Inside Force Touch: Apple's new 'force click' action opens up new possibilities for the Mac
The new Force Touch trackpad found on the latest 13-inch MacBook Pro and upcoming 12-inch MacBook features an entirely new method of input, activated by applying additional pressure to the trackpad. AppleInsider offers a closer look at how force click works, and what new possibilities it opens up for OS X.
Force Touch represents the most significant change for Apple's much-lauded trackpad since the debut of Multi-Touch. More than just simple haptic feedback, Force Touch includes pressure-sensitive input that allows entirely new ways of interacting with a Mac.
This includes a new input method Apple has dubbed the "force click" action. Users invoke force click by pressing to click, then continuing to press even harder for a second haptic click felt on their fingertips.
While Force Touch and force click are difficult to describe without actually feeling it yourself, the above video demonstrates some of the functions capable when pressing down harder on the Trackpad.
On a new MacBook Pro with the Force Touch Trackpad, users can sample some of these new features in the latest version of OS X Yosemite. In many cases, the new force click feature is simply a quicker way to enact commands that used to take multiple steps.
For example, users can quickly bring up the Quick Look view in OS X by pressing hard enough to activate a force click. This allows users to look up the definition of any word, or preview a link in Safari without opening it.
In a neat visual cue, the Quick Look view will slowly begin to grow as a user presses harder. Users can vary the strength of their finger press to make the Quick Look view shrink or grow, and pressing with enough force causes the force click input to activate and the Quick Look view to fully appear.
Strength of force also plays a factor in QuickTime, where Apple allows users to vary fast forward and rewind controls based on how hard they press the trackpad. Rather than force click, which provides haptic feedback in the form of a "deeper" click, Apple has dubbed this haptic-less variable input method "Accelerators."

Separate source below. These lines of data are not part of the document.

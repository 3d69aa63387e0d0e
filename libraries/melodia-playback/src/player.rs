//! Shared playback handle
//!
//! Wraps the [`PlaybackController`] for use from many places at once: UI
//! commands, the media output's notification callback, background tasks.
//! Each command runs under one lock, then the resulting snapshot is
//! published on a `watch` channel and the drained events on a `broadcast`
//! channel.

use crate::controller::PlaybackController;
use crate::error::Result;
use crate::events::{MediaEvent, PlaybackEvent};
use crate::output::MediaOutput;
use crate::types::{PlaybackConfig, PlaybackSnapshot};
use melodia_core::Track;
use std::sync::{Arc, Mutex, PoisonError};
use tokio::sync::{broadcast, watch};

/// Capacity of the event channel; slow subscribers see `Lagged`.
const EVENT_CAPACITY: usize = 256;

/// Cloneable handle to the one playback controller of the process.
#[derive(Clone)]
pub struct Player {
    controller: Arc<Mutex<PlaybackController>>,
    snapshots: Arc<watch::Sender<PlaybackSnapshot>>,
    events: broadcast::Sender<PlaybackEvent>,
}

impl Player {
    pub fn new(config: PlaybackConfig, output: Box<dyn MediaOutput>) -> Self {
        Self::from_controller(PlaybackController::new(config, output))
    }

    pub fn from_controller(controller: PlaybackController) -> Self {
        let (snapshots, _) = watch::channel(controller.snapshot());
        let (events, _) = broadcast::channel(EVENT_CAPACITY);
        Self {
            controller: Arc::new(Mutex::new(controller)),
            snapshots: Arc::new(snapshots),
            events,
        }
    }

    /// Run `f` against the controller, then publish what changed.
    ///
    /// Commands issued inside one call are applied atomically with respect
    /// to media notifications. Publishing happens under the same lock, so
    /// snapshots and events leave in the order the commands ran.
    pub fn with<R>(&self, f: impl FnOnce(&mut PlaybackController) -> R) -> R {
        let mut controller = self
            .controller
            .lock()
            .unwrap_or_else(PoisonError::into_inner);

        let result = f(&mut *controller);

        let events = controller.drain_events();
        if !events.is_empty() {
            self.snapshots.send_replace(controller.snapshot());
            for event in events {
                // No subscribers is fine.
                let _ = self.events.send(event);
            }
        }

        result
    }

    pub fn play_track(&self, track: Track) {
        self.with(|c| c.play_track(track));
    }

    pub fn play_queue(&self, tracks: Vec<Track>, start: usize) -> Result<()> {
        self.with(|c| c.play_queue(tracks, start))
    }

    pub fn toggle_play_pause(&self) {
        self.with(PlaybackController::toggle_play_pause);
    }

    pub fn stop(&self) {
        self.with(PlaybackController::stop);
    }

    pub fn next_song(&self) {
        self.with(PlaybackController::next_song);
    }

    pub fn previous_song(&self) {
        self.with(PlaybackController::previous_song);
    }

    pub fn seek_to(&self, position: f64) {
        self.with(|c| c.seek_to(position));
    }

    pub fn set_volume(&self, volume: f32) {
        self.with(|c| c.set_volume(volume));
    }

    pub fn toggle_mute(&self) {
        self.with(PlaybackController::toggle_mute);
    }

    pub fn toggle_shuffle(&self) {
        self.with(PlaybackController::toggle_shuffle);
    }

    pub fn toggle_repeat(&self) {
        self.with(PlaybackController::toggle_repeat);
    }

    pub fn clear_queue(&self) {
        self.with(PlaybackController::clear_queue);
    }

    /// Feed a media output notification in.
    pub fn handle_media_event(&self, event: MediaEvent) {
        self.with(|c| c.handle_media_event(event));
    }

    pub fn snapshot(&self) -> PlaybackSnapshot {
        self.snapshots.borrow().clone()
    }

    /// Queued tracks in play order
    pub fn queue(&self) -> Vec<Track> {
        self.with(|c| c.queue().into_iter().cloned().collect())
    }

    pub fn history(&self) -> Vec<Track> {
        self.with(|c| c.history().into_iter().cloned().collect())
    }

    /// Latest state, updated after every command that changed something.
    pub fn subscribe(&self) -> watch::Receiver<PlaybackSnapshot> {
        self.snapshots.subscribe()
    }

    /// Every event, in emission order.
    pub fn events(&self) -> broadcast::Receiver<PlaybackEvent> {
        self.events.subscribe()
    }
}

It's largely the same in OS X Maps, where pressing the zoom buttons in the bottom right also allow users to control zoom at various speeds based on how hard they press. The haptic force click also allows users to quickly add a pin to a location on the map.
There are other small shortcuts for force click sprinkled throughout OS X: In Messages, force click allows users to bring up options and media history for a specific conversation, while in Finder, force clicking a file name quickly gives users the ability to rename it.

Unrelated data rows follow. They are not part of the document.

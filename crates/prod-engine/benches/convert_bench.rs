use criterion::{black_box, criterion_group, criterion_main, Criterion};
use std::collections::BTreeMap;

fn build_site(n_formulas: usize) -> prod_core::Site {
    let mut formulas = Vec::with_capacity(n_formulas);
    for i in 0..n_formulas {
        formulas.push(prod_core::Formula {
            inputs: prod_core::ResourceSet::from_counts([("wood", 2 + i as i64)]),
            outputs: prod_core::ResourceSet::from_counts([(format!("part{i}"), 1)]),
            output_cap: prod_core::ResourceSet::from_counts([(format!("part{i}"), 40)]),
        });
    }
    prod_core::Site {
        id: prod_core::SiteId(1),
        name: "Workshop".into(),
        category: prod_core::SiteCategory::Processing,
        tier: 3,
        bonus_tier_unlocked: true,
        formulas,
        fixed_outputs: prod_core::ResourceSet::new(),
    }
}

fn bench_forward(c: &mut Criterion) {
    let site = build_site(8);
    let supplied: BTreeMap<prod_core::ResourceId, String> =
        [(prod_core::ResourceId::new("wood"), "500".to_string())].into();
    let rates = prod_engine::YieldRates::default();
    c.bench_function("convert_from 8 formulas", |b| {
        b.iter(|| {
            let _ = black_box(prod_engine::convert_from(
                &site, None, &[], &rates, &supplied,
            ));
        })
    });
}

fn bench_reverse(c: &mut Criterion) {
    let site = build_site(8);
    let desired: BTreeMap<prod_core::ResourceId, String> = (0..8)
        .map(|i| (prod_core::ResourceId::new(format!("part{i}")), "40".to_string()))
        .collect();
    let rates = prod_engine::YieldRates::default();
    c.bench_function("convert_to 8 formulas", |b| {
        b.iter(|| {
            let _ = black_box(prod_engine::convert_to(
                &site, None, &[], &rates, &desired,
            ));
        })
    });
}

criterion_group!(benches, bench_forward, bench_reverse);
criterion_main!(benches);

And because the force click action and associated haptic feedback are software-driven, Apple also disables the use of it in some cases, depending on where the cursor is located on the screen.
For example, when clicking the menu bar in OS X, there is no force click haptic feedback for a harder Touchpad press.
Force click functions are currently limited to the latest 13-inch MacBook Pro models, as Apple did not include the Force Touch Trackpad on the newly updated MacBook Air lineup. It will also be a part of the all-new 12-inch MacBook set to launch this month.